Changes to conditional billing and contingency fees
Lawyers in Australia may charge fees using conditional billing agreements. This means the fee only needs to be paid if a successful outcome is achieved. Lawyers are also able to charge an uplift fee, or an extra amount if the action succeeds, when the case is particularly risky. This charge must not exceed 25% of the total fee.
There are restrictions on fee arrangements. Lawyers are currently not permitted to charge contingency fees, or a fee calculated by reference to the amount recovered. Where an uplift fee is used the lawyer must disclose why it is needed. In NSW, conditional billing with an uplift cannot be used in a claim for damages.
The Legal Profession Uniform Law which will operate in NSW and Victoria from early 2015 relaxes some of these requirements. Lawyers will no longer need to disclose the reason for charging uplift fees. The changes also lift the ban on conditional billing with an uplift in damages claims.
The new laws which will apply to around 75% of Australia’s lawyers are designed to be the model for a national legal regime. They may encourage more litigation and/or higher legal fees.
The other reform, put forward by the Productivity Commission this week, will remove the ban on contingency fees. The argument for greater fee flexibility is to remove barriers to access to justice. However, unless carefully regulated, the impact of allowing contingency fees may be more litigation and higher damages claims while not necessarily making it cheaper for clients.
The court’s inconsistent approach to ‘deep pocket’ targeting
The “deep pocket syndrome” describes where professional service providers and public authorities are targeted in litigation for their insurance cover.
Prior to the civil liability reforms a successful plaintiff could recover their entire loss from any defendant regardless of their share of responsibility. This was particularly attractive when the main responsible entities were insolvent or couldn’t afford to pay the claim. It led to rising insurance premiums for doctors, architects and local councils.
To address this, Australia adopted the system of proportionate liability. This meant that each defendant was only liable to pay damages to the extent of their share of the responsibility for the harm.
However a recent Federal Court case involving the sale of complex financial products to local councils may change the system.
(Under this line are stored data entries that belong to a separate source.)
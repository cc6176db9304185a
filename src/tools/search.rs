//! Web search through DuckDuckGo's HTML endpoint.

use super::{collapse_whitespace, Tool, ToolKind};
use crate::error::{ForskError, Result};
use async_trait::async_trait;
use scraper::{ElementRef, Html, Selector};
use tracing::debug;

const SEARCH_URL: &str = "https://html.duckduckgo.com/html/";
const NO_RESULTS: &str = "No good DuckDuckGo Search Result was found";

/// One search hit.
#[derive(Debug, Clone, PartialEq)]
pub struct SearchHit {
    pub title: String,
    pub url: String,
    pub snippet: String,
}

/// The `search` tool.
pub struct SearchTool {
    client: reqwest::Client,
    max_results: usize,
    result_sel: Selector,
    title_sel: Selector,
    snippet_sel: Selector,
}

fn selector(css: &str) -> Result<Selector> {
    Selector::parse(css).map_err(|e| {
        ForskError::tool(
            ToolKind::Search.name(),
            format!("Invalid selector '{}': {}", css, e),
        )
    })
}

impl SearchTool {
    pub fn new(client: reqwest::Client, max_results: usize) -> Result<Self> {
        Ok(Self {
            client,
            max_results,
            result_sel: selector(".result__body")?,
            title_sel: selector("a.result__a")?,
            snippet_sel: selector(".result__snippet")?,
        })
    }

    /// Pull search hits out of a DuckDuckGo HTML results page.
    pub fn parse_results(&self, html: &str) -> Vec<SearchHit> {
        let document = Html::parse_document(html);

        document
            .select(&self.result_sel)
            .filter_map(|block| {
                let link = block.select(&self.title_sel).next()?;
                let url = resolve_redirect(link.value().attr("href").unwrap_or_default());
                let snippet = block
                    .select(&self.snippet_sel)
                    .next()
                    .map(|s| element_text(&s))
                    .unwrap_or_default();
                Some(SearchHit {
                    title: element_text(&link),
                    url,
                    snippet,
                })
            })
            .take(self.max_results)
            .collect()
    }
}

/// Decoded text content of an element, whitespace collapsed.
fn element_text(element: &ElementRef<'_>) -> String {
    collapse_whitespace(&element.text().collect::<String>())
}

/// DuckDuckGo wraps result links in `//duckduckgo.com/l/?uddg=<target>`.
fn resolve_redirect(href: &str) -> String {
    let absolute = if href.starts_with("//") {
        format!("https:{}", href)
    } else {
        href.to_string()
    };

    url::Url::parse(&absolute)
        .ok()
        .and_then(|u| {
            u.query_pairs()
                .find(|(key, _)| key == "uddg")
                .map(|(_, target)| target.into_owned())
        })
        .unwrap_or(absolute)
}

/// Render hits as the text digest handed back to the model.
pub fn format_hits(hits: &[SearchHit]) -> String {
    if hits.is_empty() {
        return NO_RESULTS.to_string();
    }
    hits.iter()
        .map(|hit| format!("{}\n{}\n{}", hit.title, hit.snippet, hit.url))
        .collect::<Vec<_>>()
        .join("\n\n")
}

#[async_trait]
impl Tool for SearchTool {
    fn kind(&self) -> ToolKind {
        ToolKind::Search
    }

    async fn invoke(&self, input: &str) -> Result<String> {
        let response = self
            .client
            .post(SEARCH_URL)
            .form(&[("q", input)])
            .send()
            .await?;

        if !response.status().is_success() {
            return Err(ForskError::tool(
                ToolKind::Search.name(),
                format!("HTTP error {}", response.status()),
            ));
        }

        let html = response.text().await?;
        let hits = self.parse_results(&html);
        debug!("Search for '{}' returned {} hits", input, hits.len());

        Ok(format_hits(&hits))
    }
}

#[cfg(test)]
mod tests {
    use super::*;

    const PAGE: &str = r#"
<div class="result results_links results_links_deep web-result">
  <div class="links_main links_deep result__body">
    <h2 class="result__title">
      <a rel="nofollow" class="result__a" href="//duckduckgo.com/l/?uddg=https%3A%2F%2Fwww.bea.gov%2Fdata%2Fgdp&amp;rut=abc">Gross Domestic Product | <b>U.S.</b> BEA</a>
    </h2>
    <a class="result__snippet" href="//duckduckgo.com/l/?uddg=x">Real <b>GDP</b> increased at an annual rate of 2.8&#x27;s percent &amp; more.</a>
  </div>
</div>
<div class="result results_links results_links_deep web-result">
  <div class="links_main links_deep result__body">
    <h2 class="result__title">
      <a rel="nofollow" class="result__a" href="https://example.org/direct">Direct link</a>
    </h2>
  </div>
</div>
"#;

    fn tool(max_results: usize) -> SearchTool {
        SearchTool::new(reqwest::Client::new(), max_results).unwrap()
    }

    #[test]
    fn test_parse_results() {
        let hits = tool(5).parse_results(PAGE);
        assert_eq!(hits.len(), 2);
        assert_eq!(hits[0].title, "Gross Domestic Product | U.S. BEA");
        assert_eq!(hits[0].url, "https://www.bea.gov/data/gdp");
        assert_eq!(
            hits[0].snippet,
            "Real GDP increased at an annual rate of 2.8's percent & more."
        );
        assert_eq!(hits[1].url, "https://example.org/direct");
        assert_eq!(hits[1].snippet, "");
    }

    #[test]
    fn test_parse_results_decodes_entities() {
        let page = r#"
<div class="result__body">
  <a class="result__a" href="https://example.org/a?x=1&amp;y=2">Rust&#8217;s &hellip; guide &#x2F; intro</a>
  <div class="result__snippet">It&#8217;s fast &mdash; and <b>safe</b></div>
</div>"#;
        let hits = tool(5).parse_results(page);
        assert_eq!(hits.len(), 1);
        assert_eq!(hits[0].title, "Rust\u{2019}s \u{2026} guide / intro");
        assert_eq!(hits[0].snippet, "It\u{2019}s fast \u{2014} and safe");
        assert_eq!(hits[0].url, "https://example.org/a?x=1&y=2");
    }

    #[test]
    fn test_parse_results_respects_limit() {
        assert_eq!(tool(1).parse_results(PAGE).len(), 1);
    }

    #[test]
    fn test_format_hits() {
        assert_eq!(format_hits(&[]), NO_RESULTS);
        let hits = vec![SearchHit {
            title: "T".to_string(),
            url: "https://u".to_string(),
            snippet: "S".to_string(),
        }];
        assert_eq!(format_hits(&hits), "T\nS\nhttps://u");
    }
}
The Federal Court considered two important federal statutory regimes – the Corporations Act 2001 and the Australian Securities and Investments Commission Act 2001. Its reasoning also applies to the Competition and Consumer Act 2011. The case is important because the provisions considered by the court y the court are routinely used in shareholder, investment advice and product liability class actions.
The court was asked to decide two claims, one of which was covered by the proportionate liability laws. The plaintiff succeeded on both claims and because they did, the court allowed them to chose the remedy they wanted. This enabled the plaintiff to circumvent the proportionate liability laws and recover 100% of its losses from any of the respondents.
The outcome was surprising because a week earlier in another case, a Full Court majority adopted the opposite construction and said it would apply proportionate liability to all claims based on the same facts.
If the approach used in the local council case prevails then the proportionate liability restriction becomes redundant. A plaintiff will be able to employ a number of causes of action in relation to the same alleged loss, and if successful on a number of them, elect one that is not subject to the proportionate liability regime.
Will we see an influx of litigation?
These changes demonstrate that civil liability reforms are slowly being unwound. The question is whether they will result in a better balance between the interests of injured persons, insurers, defendants and taxpayers or herald a return to the concerns that triggered the initial reforms?
Core restrictions on personal injury claims still remain so it is unlikely we will see a sudden influx of cases. However, it is more likely that there will be an increase in litigation in other areas.
This has already started with more class actions by shareholders and overcharged consumers. These new claims, if brought in sufficient volume, will have an impact on the insurance market and the concerns of early 2000 will start to reappear. We are not at that point yet but do we want to relive past mistakes before taking action?
Michael Legg is Associate Professor of Law at UNSW.